病的賭博のご両親は、自分達の育て方が悪かったのではと思うかもしれませんが、先ほども述べたように脳腫瘍と同じようなもので、親の育て方は全く関係ありません。

ご両親の罪悪感は百害あって一利なしです。

配偶者の罪悪感はもっと深刻です。

関係者のうつ病の発症率が高く、本人に治療する気が全くないときは、配偶者の方の意向を汲んで離婚も検討します。

配偶者にとって、病的賭博者との生活は、苦労が徒労に終わってしまうことが多く、離婚という選択肢をとり、その後自分のために歯をくいしばって苦労する方がよっぽど実を結ぶ可能性があります。
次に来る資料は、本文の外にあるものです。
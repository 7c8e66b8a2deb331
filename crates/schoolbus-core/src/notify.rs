// ── Notification and confirmation collaborators ──
//
// The gateway reports every mutation outcome through a `Notifier` and
// gates destructive actions behind a `Confirm`. Presentation (colours,
// prompts) belongs to the caller.

use tracing::{info, warn};

/// Fire-and-forget outcome reporting.
pub trait Notifier: Send + Sync {
    fn notify_success(&self, message: &str);

    fn notify_failure(&self, message: &str);
}

/// Explicit user acknowledgement before a destructive action.
pub trait Confirm {
    fn confirm(&self, message: &str) -> bool;
}

/// Routes notifications into the tracing pipeline.
#[derive(Debug, Clone, Copy, Default)]
pub struct TracingNotifier;

impl Notifier for TracingNotifier {
    fn notify_success(&self, message: &str) {
        info!(target: "schoolbus::notify", "{message}");
    }

    fn notify_failure(&self, message: &str) {
        warn!(target: "schoolbus::notify", "{message}");
    }
}

/// Answers every confirmation with a fixed value (`--yes`, scripted runs).
#[derive(Debug, Clone, Copy)]
pub struct AutoConfirm(pub bool);

impl Confirm for AutoConfirm {
    fn confirm(&self, _message: &str) -> bool {
        self.0
    }
}
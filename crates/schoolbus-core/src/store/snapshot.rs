// ── Snapshot: one coherent, immutable view of every collection ──
//
// Collections are `Arc<Vec<T>>`. A mutation clones the `Snapshot` (cheap:
// one refcount bump per collection) and `Arc::make_mut`s only the vectors
// it touches, so older snapshots and everything derived from them stay
// untouched.

use std::path::Path;
use std::sync::Arc;

use chrono::{DateTime, Utc};
use serde::{Deserialize, Serialize};

use crate::error::CoreError;
use crate::model::{
    Bus, DeletePolicy, Driver, EntityId, EntityKind, Establishment, Parent, ParentStudentLink,
    Record, Route, Student, Trip,
};

#[derive(Debug, Clone, Default, PartialEq, Serialize, Deserialize)]
#[serde(rename_all = "camelCase")]
pub struct Snapshot {
    #[serde(default)]
    pub establishments: Arc<Vec<Establishment>>,
    #[serde(default)]
    pub buses: Arc<Vec<Bus>>,
    #[serde(default)]
    pub drivers: Arc<Vec<Driver>>,
    #[serde(default)]
    pub parents: Arc<Vec<Parent>>,
    #[serde(default)]
    pub students: Arc<Vec<Student>>,
    #[serde(default)]
    pub routes: Arc<Vec<Route>>,
    #[serde(default)]
    pub trips: Arc<Vec<Trip>>,
    #[serde(default)]
    pub parent_students: Arc<Vec<ParentStudentLink>>,
}

impl Snapshot {
    // ── Reads ────────────────────────────────────────────────────────

    /// Records of type `T` that are not soft-deleted, in collection order.
    pub fn active<T: Record>(&self) -> impl Iterator<Item = &T> {
        T::collection(self).iter().filter(|r| r.is_active())
    }

    /// Look up an active record. Soft-deleted records do not resolve.
    pub fn find<T: Record>(&self, id: EntityId) -> Option<&T> {
        T::collection(self)
            .iter()
            .find(|r| r.id() == id && r.is_active())
    }

    /// Resolve an optional foreign key to an active record.
    pub fn resolve<T: Record>(&self, id: Option<EntityId>) -> Option<&T> {
        id.and_then(|id| self.find::<T>(id))
    }

    /// Whether an active record of `kind` with `id` exists.
    pub fn contains(&self, kind: EntityKind, id: EntityId) -> bool {
        match kind {
            EntityKind::Establishment => self.find::<Establishment>(id).is_some(),
            EntityKind::Bus => self.find::<Bus>(id).is_some(),
            EntityKind::Driver => self.find::<Driver>(id).is_some(),
            EntityKind::Parent => self.find::<Parent>(id).is_some(),
            EntityKind::Student => self.find::<Student>(id).is_some(),
            EntityKind::Route => self.find::<Route>(id).is_some(),
            EntityKind::Trip => self.find::<Trip>(id).is_some(),
        }
    }

    pub fn count<T: Record>(&self) -> usize {
        self.active::<T>().count()
    }

    /// Link rows for one parent, in link-table order.
    pub fn links_of_parent(&self, parent_id: EntityId) -> impl Iterator<Item = &ParentStudentLink> {
        self.parent_students
            .iter()
            .filter(move |l| l.parent_id == parent_id)
    }

    /// Link rows for one student, in link-table order.
    pub fn links_of_student(
        &self,
        student_id: EntityId,
    ) -> impl Iterator<Item = &ParentStudentLink> {
        self.parent_students
            .iter()
            .filter(move |l| l.student_id == student_id)
    }

    /// Next local identity for `T`. Soft-deleted rows still hold their id.
    pub fn next_id<T: Record>(&self) -> EntityId {
        EntityId::next_after(T::collection(self).iter().map(Record::id))
    }

    // ── Writes (crate-internal; only the mutation gateway calls these) ──

    pub(crate) fn insert<T: Record>(&mut self, record: T) {
        T::collection_mut(self).push(record);
    }

    /// Replace the record with the same id, or append it.
    pub(crate) fn upsert<T: Record>(&mut self, record: T) {
        let items = T::collection_mut(self);
        match items.iter_mut().find(|r| r.id() == record.id()) {
            Some(slot) => *slot = record,
            None => items.push(record),
        }
    }

    /// Apply `f` to an active record and return the updated copy.
    pub(crate) fn modify<T: Record>(
        &mut self,
        id: EntityId,
        f: impl FnOnce(&mut T),
    ) -> Result<T, CoreError> {
        if self.find::<T>(id).is_none() {
            return Err(CoreError::NotFound { kind: T::KIND, id });
        }
        let slot = T::collection_mut(self)
            .iter_mut()
            .find(|r| r.id() == id && r.is_active())
            .ok_or(CoreError::NotFound { kind: T::KIND, id })?;
        f(slot);
        slot.set_id(id);
        Ok(slot.clone())
    }

    /// Replace every link row of `parent_id` with rows for `student_ids`,
    /// keeping the caller's order. Repeated ids collapse to their first
    /// occurrence.
    pub(crate) fn set_parent_links(&mut self, parent_id: EntityId, student_ids: &[EntityId]) {
        let links = Arc::make_mut(&mut self.parent_students);
        links.retain(|l| l.parent_id != parent_id);
        for (i, &student_id) in student_ids.iter().enumerate() {
            if !student_ids[..i].contains(&student_id) {
                links.push(ParentStudentLink::new(parent_id, student_id));
            }
        }
    }

    /// Delete a record following its kind's [`DeletePolicy`], cascading
    /// to dependent collections.
    pub(crate) fn remove(
        &mut self,
        kind: EntityKind,
        id: EntityId,
        now: DateTime<Utc>,
    ) -> Result<DeletePolicy, CoreError> {
        match kind {
            EntityKind::Establishment => {
                self.hard_remove::<Establishment>(id)?;
                null_refs(&mut self.buses, id, |b| &mut b.establishment_id);
                null_refs(&mut self.drivers, id, |d| &mut d.establishment_id);
                null_refs(&mut self.students, id, |s| &mut s.establishment_id);
                null_refs(&mut self.routes, id, |r| &mut r.establishment_id);
            }
            EntityKind::Bus => {
                self.hard_remove::<Bus>(id)?;
                null_refs(&mut self.trips, id, |t| &mut t.bus_id);
            }
            EntityKind::Route => {
                self.hard_remove::<Route>(id)?;
                null_refs(&mut self.trips, id, |t| &mut t.route_id);
                null_refs(&mut self.students, id, |s| &mut s.route_id);
            }
            EntityKind::Trip => self.hard_remove::<Trip>(id)?,
            EntityKind::Parent => {
                self.soft_remove::<Parent>(id, now)?;
                Arc::make_mut(&mut self.parent_students).retain(|l| l.parent_id != id);
            }
            EntityKind::Student => {
                self.soft_remove::<Student>(id, now)?;
                Arc::make_mut(&mut self.parent_students).retain(|l| l.student_id != id);
            }
            EntityKind::Driver => {
                self.soft_remove::<Driver>(id, now)?;
                null_refs(&mut self.buses, id, |b| &mut b.driver_id);
                null_refs(&mut self.trips, id, |t| &mut t.driver_id);
            }
        }
        Ok(kind.delete_policy())
    }

    fn hard_remove<T: Record>(&mut self, id: EntityId) -> Result<(), CoreError> {
        if self.find::<T>(id).is_none() {
            return Err(CoreError::NotFound { kind: T::KIND, id });
        }
        T::collection_mut(self).retain(|r| r.id() != id);
        Ok(())
    }

    fn soft_remove<T: Record>(&mut self, id: EntityId, now: DateTime<Utc>) -> Result<(), CoreError> {
        self.modify::<T>(id, |r| r.mark_deleted(now)).map(|_| ())
    }

    // ── Dataset file ─────────────────────────────────────────────────

    /// Read a dataset file (the JSON form of a snapshot).
    pub fn load(path: &Path) -> Result<Self, CoreError> {
        let raw = std::fs::read_to_string(path).map_err(|e| CoreError::Dataset {
            path: path.display().to_string(),
            reason: e.to_string(),
        })?;
        serde_json::from_str(&raw).map_err(|e| CoreError::Dataset {
            path: path.display().to_string(),
            reason: format!("invalid JSON: {e}"),
        })
    }

    /// Write the dataset file via a sibling temp file and a rename, so a
    /// failed write never leaves a truncated dataset behind.
    pub fn save(&self, path: &Path) -> Result<(), CoreError> {
        let io_err = |e: std::io::Error| CoreError::Dataset {
            path: path.display().to_string(),
            reason: e.to_string(),
        };

        if let Some(parent) = path.parent().filter(|p| !p.as_os_str().is_empty()) {
            std::fs::create_dir_all(parent).map_err(io_err)?;
        }
        let body = serde_json::to_string_pretty(self)
            .map_err(|e| CoreError::Internal(format!("dataset serialization failed: {e}")))?;
        let tmp = path.with_extension("json.tmp");
        std::fs::write(&tmp, body).map_err(io_err)?;
        std::fs::rename(&tmp, path).map_err(io_err)
    }
}

/// Null every foreign key equal to `id`.
fn null_refs<T: Clone>(
    items: &mut Arc<Vec<T>>,
    id: EntityId,
    field: impl Fn(&mut T) -> &mut Option<EntityId>,
) {
    for item in Arc::make_mut(items).iter_mut() {
        let fk = field(item);
        if *fk == Some(id) {
            *fk = None;
        }
    }
}

#[cfg(test)]
#[allow(clippy::unwrap_used)]
mod tests {
    use super::*;
    use crate::store::demo;

    fn id(raw: u64) -> EntityId {
        EntityId::new(raw)
    }

    #[test]
    fn bus_hard_delete_nulls_trip_references() {
        let mut snap = demo::snapshot();
        let bus_id = snap.trips.iter().find_map(|t| t.bus_id).unwrap();

        snap.remove(EntityKind::Bus, bus_id, Utc::now()).unwrap();

        assert!(snap.buses.iter().all(|b| b.id != bus_id));
        assert!(snap.trips.iter().all(|t| t.bus_id != Some(bus_id)));
    }

    #[test]
    fn establishment_hard_delete_nulls_every_reference() {
        let mut snap = demo::snapshot();
        let before = snap.clone();

        let policy = snap
            .remove(EntityKind::Establishment, id(1), Utc::now())
            .unwrap();

        assert_eq!(policy, DeletePolicy::Hard);
        assert_eq!(snap.establishments.len(), 2);
        assert!(snap.buses.iter().all(|b| b.establishment_id != Some(id(1))));
        assert!(snap.drivers.iter().all(|d| d.establishment_id != Some(id(1))));
        assert!(snap.students.iter().all(|s| s.establishment_id != Some(id(1))));
        assert!(snap.routes.iter().all(|r| r.establishment_id != Some(id(1))));
        // Rows are kept, only the reference goes.
        assert_eq!(snap.buses.len(), before.buses.len());
        assert_eq!(snap.buses[0].establishment_id, None);
        assert_eq!(snap.buses[4].establishment_id, Some(id(3)));
        assert_eq!(snap.routes[2].establishment_id, Some(id(3)));
    }

    #[test]
    fn driver_soft_delete_unassigns_buses_and_trips() {
        let mut snap = demo::snapshot();

        let policy = snap
            .remove(EntityKind::Driver, id(1), Utc::now())
            .unwrap();

        assert_eq!(policy, DeletePolicy::Soft);
        assert_eq!(snap.drivers.len(), 3);
        assert!(snap.drivers[0].deleted_at.is_some());
        assert!(snap.find::<Driver>(id(1)).is_none());
        assert!(snap.buses.iter().all(|b| b.driver_id != Some(id(1))));
        assert!(snap.trips.iter().all(|t| t.driver_id != Some(id(1))));
        assert_eq!(snap.buses[1].driver_id, Some(id(2)));
        assert_eq!(snap.trips[2].driver_id, Some(id(2)));
    }

    #[test]
    fn repeated_student_ids_collapse_to_one_link() {
        let mut snap = demo::snapshot();

        snap.set_parent_links(id(2), &[id(7), id(3), id(7)]);

        let links: Vec<EntityId> = snap.links_of_parent(id(2)).map(|l| l.student_id).collect();
        assert_eq!(links, vec![id(7), id(3)]);
    }

    #[test]
    fn student_soft_delete_keeps_row_and_drops_links() {
        let mut snap = demo::snapshot();
        let student_id = snap.parent_students[0].student_id;
        let before = snap.students.len();

        let policy = snap
            .remove(EntityKind::Student, student_id, Utc::now())
            .unwrap();

        assert_eq!(policy, DeletePolicy::Soft);
        assert_eq!(snap.students.len(), before);
        assert!(snap.find::<Student>(student_id).is_none());
        assert_eq!(snap.links_of_student(student_id).count(), 0);
    }

    #[test]
    fn soft_deleted_record_cannot_be_deleted_twice() {
        let mut snap = demo::snapshot();
        let parent_id = snap.parents[0].id;
        snap.remove(EntityKind::Parent, parent_id, Utc::now()).unwrap();

        let err = snap
            .remove(EntityKind::Parent, parent_id, Utc::now())
            .unwrap_err();
        assert!(matches!(err, CoreError::NotFound { kind: EntityKind::Parent, .. }));
    }

    #[test]
    fn next_id_counts_soft_deleted_rows() {
        let mut snap = Snapshot::default();
        assert_eq!(snap.next_id::<Parent>(), id(1));

        snap.insert(Parent {
            id: id(4),
            first_name: "A".into(),
            last_name: "B".into(),
            email: "a@b.c".into(),
            phone: None,
            deleted_at: None,
        });
        snap.remove(EntityKind::Parent, id(4), Utc::now()).unwrap();
        assert_eq!(snap.next_id::<Parent>(), id(5));
    }

    #[test]
    fn mutation_leaves_previous_snapshot_untouched() {
        let before = demo::snapshot();
        let mut after = before.clone();
        let bus_id = before.buses[0].id;

        after
            .modify::<Bus>(bus_id, |b| b.plate_number = "CHANGED".into())
            .unwrap();

        assert_ne!(before.buses[0].plate_number, "CHANGED");
        assert_eq!(after.buses[0].plate_number, "CHANGED");
        // Untouched collections still share storage.
        assert!(Arc::ptr_eq(&before.routes, &after.routes));
    }

    #[test]
    fn dataset_round_trips_through_file() {
        let dir = tempfile::tempdir().unwrap();
        let path = dir.path().join("nested").join("dataset.json");
        let snap = demo::snapshot();

        snap.save(&path).unwrap();
        let loaded = Snapshot::load(&path).unwrap();

        assert_eq!(loaded, snap);
        assert!(!path.with_extension("json.tmp").exists());
    }

    #[test]
    fn unreadable_dataset_reports_path() {
        let err = Snapshot::load(Path::new("/nonexistent/dataset.json")).unwrap_err();
        assert!(err.to_string().contains("/nonexistent/dataset.json"));
    }
}
#[cfg(test)]
#[allow(clippy::unwrap_used)]
mod tests {
    use std::num::NonZeroUsize;
    use std::sync::Mutex as StdMutex;

    use pretty_assertions::assert_eq;

    use super::*;
    use crate::command::{CreateBusRequest, UpdateStudentRequest};
    use crate::listing::Listing;
    use crate::notify::AutoConfirm;
    use crate::view::CategoryFilter;

    fn id(raw: u64) -> EntityId {
        EntityId::new(raw)
    }

    fn config(per_page: usize, dataset: Option<std::path::PathBuf>) -> ControllerConfig {
        ControllerConfig {
            backend: Backend::Local { dataset },
            items_per_page: NonZeroUsize::new(per_page).unwrap(),
        }
    }

    async fn demo_controller(per_page: usize) -> Controller {
        let controller = Controller::new(config(per_page, None)).unwrap();
        controller.load().await.unwrap();
        controller
    }

    fn new_bus(plate: &str) -> CreateBusRequest {
        CreateBusRequest {
            plate_number: plate.into(),
            make: "Volvo".into(),
            model: None,
            capacity: 40,
            establishment_id: Some(id(2)),
            driver_id: None,
        }
    }

    /// Records each notification with the mutation state seen at that moment.
    #[derive(Default)]
    struct Recorder {
        events: StdMutex<Vec<(bool, String, Option<MutationState>)>>,
        state: StdMutex<Option<watch::Receiver<MutationState>>>,
    }

    impl Recorder {
        fn record(&self, ok: bool, message: &str) {
            let state = self.state.lock().unwrap().as_ref().map(|rx| *rx.borrow());
            self.events
                .lock()
                .unwrap()
                .push((ok, message.to_owned(), state));
        }
    }

    impl Notifier for Recorder {
        fn notify_success(&self, message: &str) {
            self.record(true, message);
        }

        fn notify_failure(&self, message: &str) {
            self.record(false, message);
        }
    }

    // ── Page scenarios ──────────────────────────────────────────────

    #[tokio::test]
    async fn deleting_last_item_on_last_page_snaps_back() {
        let controller = demo_controller(3).await;
        let mut listing = Listing::<Bus>::new(controller.clone());

        let view = listing.goto_page(3).await.unwrap();
        assert_eq!(view.items.len(), 1);
        assert_eq!(view.total_pages, 3);
        let last = view.items[0].bus.id;

        controller
            .execute(Command::Delete {
                kind: EntityKind::Bus,
                id: last,
            })
            .await
            .unwrap();
        let view = listing.refresh().await.unwrap();

        assert_eq!(view.total_pages, 2);
        assert_eq!(view.page, 2);
        assert_eq!(listing.page().current(), 2);
    }

    #[tokio::test]
    async fn empty_category_shows_no_results_on_page_one() {
        let controller = demo_controller(3).await;
        let mut listing = Listing::<Bus>::new(controller);
        listing.goto_page(3).await.unwrap();

        let view = listing
            .set_category(CategoryFilter::Only(id(2)))
            .await
            .unwrap();

        assert!(view.is_empty());
        assert_eq!(view.page, 1);
        assert_eq!(view.display_total_pages(), 1);
        assert_eq!(view.total_count, Some(0));
    }

    #[tokio::test]
    async fn search_matches_through_establishment_name() {
        let controller = demo_controller(10).await;
        let mut listing = Listing::<Bus>::new(controller);

        let view = listing.set_query("elo").await.unwrap();

        assert_eq!(view.total_count, Some(4));
        assert!(view
            .items
            .iter()
            .all(|v| v.establishment_name == "Collège Belorado"));
    }

    // ── Mutation gateway ────────────────────────────────────────────

    #[tokio::test]
    async fn parent_creation_links_students_and_delete_removes_exactly_those() {
        let controller = demo_controller(10).await;
        let before = controller.snapshot().parent_students.as_ref().clone();

        let created = controller
            .execute(Command::CreateParent(CreateParentRequest {
                first_name: "Khadija".into(),
                last_name: "Lahlou".into(),
                email: "khadija.lahlou@example.ma".into(),
                phone: None,
                student_ids: vec![id(10), id(11)],
            }))
            .await
            .unwrap();

        let parent_id = created.id();
        assert_eq!(parent_id, id(5));
        let snap = controller.snapshot();
        let links: Vec<ParentStudentLink> = snap.links_of_parent(parent_id).copied().collect();
        assert_eq!(
            links,
            vec![
                ParentStudentLink::new(parent_id, id(10)),
                ParentStudentLink::new(parent_id, id(11)),
            ]
        );
        assert_eq!(snap.parent_students.len(), before.len() + 2);

        let deleted = controller
            .execute(Command::Delete {
                kind: EntityKind::Parent,
                id: parent_id,
            })
            .await
            .unwrap();

        assert!(matches!(
            deleted,
            CommandResult::Deleted {
                policy: DeletePolicy::Soft,
                ..
            }
        ));
        assert_eq!(*controller.snapshot().parent_students, before);
    }

    #[tokio::test]
    async fn repeated_student_ids_link_once() {
        let controller = demo_controller(10).await;

        let created = controller
            .execute(Command::CreateParent(CreateParentRequest {
                first_name: "Khadija".into(),
                last_name: "Lahlou".into(),
                email: "khadija.lahlou@example.ma".into(),
                phone: None,
                student_ids: vec![id(11), id(10), id(11)],
            }))
            .await
            .unwrap();

        let view = controller.get::<Parent>(created.id()).await.unwrap();
        assert_eq!(view.student_ids, vec![id(11), id(10)]);
        assert_eq!(view.student_names, "Ayoub Lahlou, Sara Lahlou");
    }

    #[tokio::test]
    async fn subscription_after_load_sees_loaded_snapshot() {
        let controller = demo_controller(10).await;

        let stream = controller.subscribe();

        assert_eq!(stream.current().buses.len(), 7);
        assert!(Arc::ptr_eq(stream.current(), &controller.snapshot()));
        assert!(controller.store().last_load().is_some());
    }

    #[tokio::test]
    async fn updating_vanished_student_fails_and_keeps_snapshot() {
        let controller = demo_controller(10).await;
        controller
            .execute(Command::Delete {
                kind: EntityKind::Student,
                id: id(5),
            })
            .await
            .unwrap();
        let before = controller.snapshot();

        let err = controller
            .execute(Command::UpdateStudent {
                id: id(5),
                update: UpdateStudentRequest {
                    grade: Some("5ème".into()),
                    ..UpdateStudentRequest::default()
                },
            })
            .await
            .unwrap_err();

        assert!(matches!(
            err,
            CoreError::NotFound {
                kind: EntityKind::Student,
                ..
            }
        ));
        assert!(Arc::ptr_eq(&before, &controller.snapshot()));
        assert_eq!(*controller.mutation_state().borrow(), MutationState::Idle);
    }

    #[tokio::test]
    async fn local_create_assigns_next_id() {
        let controller = demo_controller(10).await;

        let result = controller
            .execute(Command::CreateBus(new_bus("4321-B-1")))
            .await
            .unwrap();

        assert_eq!(
            result,
            CommandResult::Created {
                kind: EntityKind::Bus,
                id: id(8)
            }
        );
        let view = controller.get::<Bus>(id(8)).await.unwrap();
        assert_eq!(view.establishment_name, "Lycée Ibn Sina");
        assert_eq!(view.driver_name, crate::view::UNASSIGNED);
    }

    #[tokio::test]
    async fn validation_failure_never_reaches_the_store() {
        let recorder = Arc::new(Recorder::default());
        let controller = Controller::with_notifier(config(10, None), recorder.clone()).unwrap();
        controller.load().await.unwrap();
        let version = controller.store().version();

        let err = controller
            .execute(Command::CreateBus(new_bus(" ")))
            .await
            .unwrap_err();

        assert!(matches!(err, CoreError::ValidationFailed { .. }));
        assert_eq!(controller.store().version(), version);
        let events = recorder.events.lock().unwrap();
        assert_eq!(events.len(), 1);
        assert!(!events[0].0);
    }

    #[tokio::test]
    async fn notifications_fire_in_terminal_states() {
        let recorder = Arc::new(Recorder::default());
        let controller = Controller::with_notifier(config(10, None), recorder.clone()).unwrap();
        controller.load().await.unwrap();
        *recorder.state.lock().unwrap() = Some(controller.mutation_state());

        controller
            .execute(Command::CreateBus(new_bus("1111-A-1")))
            .await
            .unwrap();
        controller
            .execute(Command::Delete {
                kind: EntityKind::Route,
                id: id(42),
            })
            .await
            .unwrap_err();

        let events = recorder.events.lock().unwrap().clone();
        assert_eq!(
            events,
            vec![
                (
                    true,
                    "Created bus 8".to_owned(),
                    Some(MutationState::Committed)
                ),
                (
                    false,
                    "route 42 not found".to_owned(),
                    Some(MutationState::RolledBack)
                ),
            ]
        );
        assert_eq!(*controller.mutation_state().borrow(), MutationState::Idle);
    }

    #[tokio::test]
    async fn declined_confirmation_is_a_no_op() {
        let controller = demo_controller(10).await;
        let version = controller.store().version();

        let outcome = controller
            .delete_confirmed(EntityKind::Bus, id(1), &AutoConfirm(false))
            .await
            .unwrap();

        assert_eq!(outcome, None);
        assert_eq!(controller.store().version(), version);
        assert!(controller.snapshot().contains(EntityKind::Bus, id(1)));
    }

    #[tokio::test]
    async fn confirmed_route_delete_cascades() {
        let controller = demo_controller(10).await;

        controller
            .delete_confirmed(EntityKind::Route, id(1), &AutoConfirm(true))
            .await
            .unwrap()
            .unwrap();

        let snap = controller.snapshot();
        assert!(snap.trips.iter().all(|t| t.route_id != Some(id(1))));
        assert!(snap.students.iter().all(|s| s.route_id != Some(id(1))));
        let view = controller.get::<Student>(id(1)).await.unwrap();
        assert_eq!(view.route_name, crate::view::UNASSIGNED);
    }

    // ── Dataset persistence ─────────────────────────────────────────

    #[tokio::test]
    async fn committed_mutations_are_saved_to_the_dataset() {
        let dir = tempfile::tempdir().unwrap();
        let path = dir.path().join("dataset.json");
        let controller = Controller::new(config(10, Some(path.clone()))).unwrap();
        controller.load().await.unwrap();
        assert!(!path.exists());

        controller
            .execute(Command::CreateBus(new_bus("2222-A-2")))
            .await
            .unwrap();

        let reloaded = Controller::new(config(10, Some(path))).unwrap();
        reloaded.load().await.unwrap();
        assert_eq!(reloaded.snapshot().count::<Bus>(), 8);
    }

    #[tokio::test]
    async fn failed_save_rolls_back() {
        let dir = tempfile::tempdir().unwrap();
        let blocker = dir.path().join("blocker");
        std::fs::write(&blocker, "not a directory").unwrap();
        let controller =
            Controller::new(config(10, Some(blocker.join("dataset.json")))).unwrap();
        controller.load().await.unwrap();
        let before = controller.snapshot();

        let err = controller
            .execute(Command::CreateBus(new_bus("3333-A-3")))
            .await
            .unwrap_err();

        assert!(matches!(err, CoreError::Dataset { .. }));
        assert!(Arc::ptr_eq(&before, &controller.snapshot()));
    }
}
配偶者が離婚を決意してようやく本人の尻に火がつき、治療のルートにのった例も少なくありません。

治療

週1回以上の自助グループ参加と、月1回の通院をして下さい。

専門の外来通院をしっかり開始することから全てが始まります。

保健所、精神保健福祉センター、自助グループ・リハビリ施設、家族会・家族の自助グループなどへ積極的に相談して、利用可能な支援を選択することが大切です。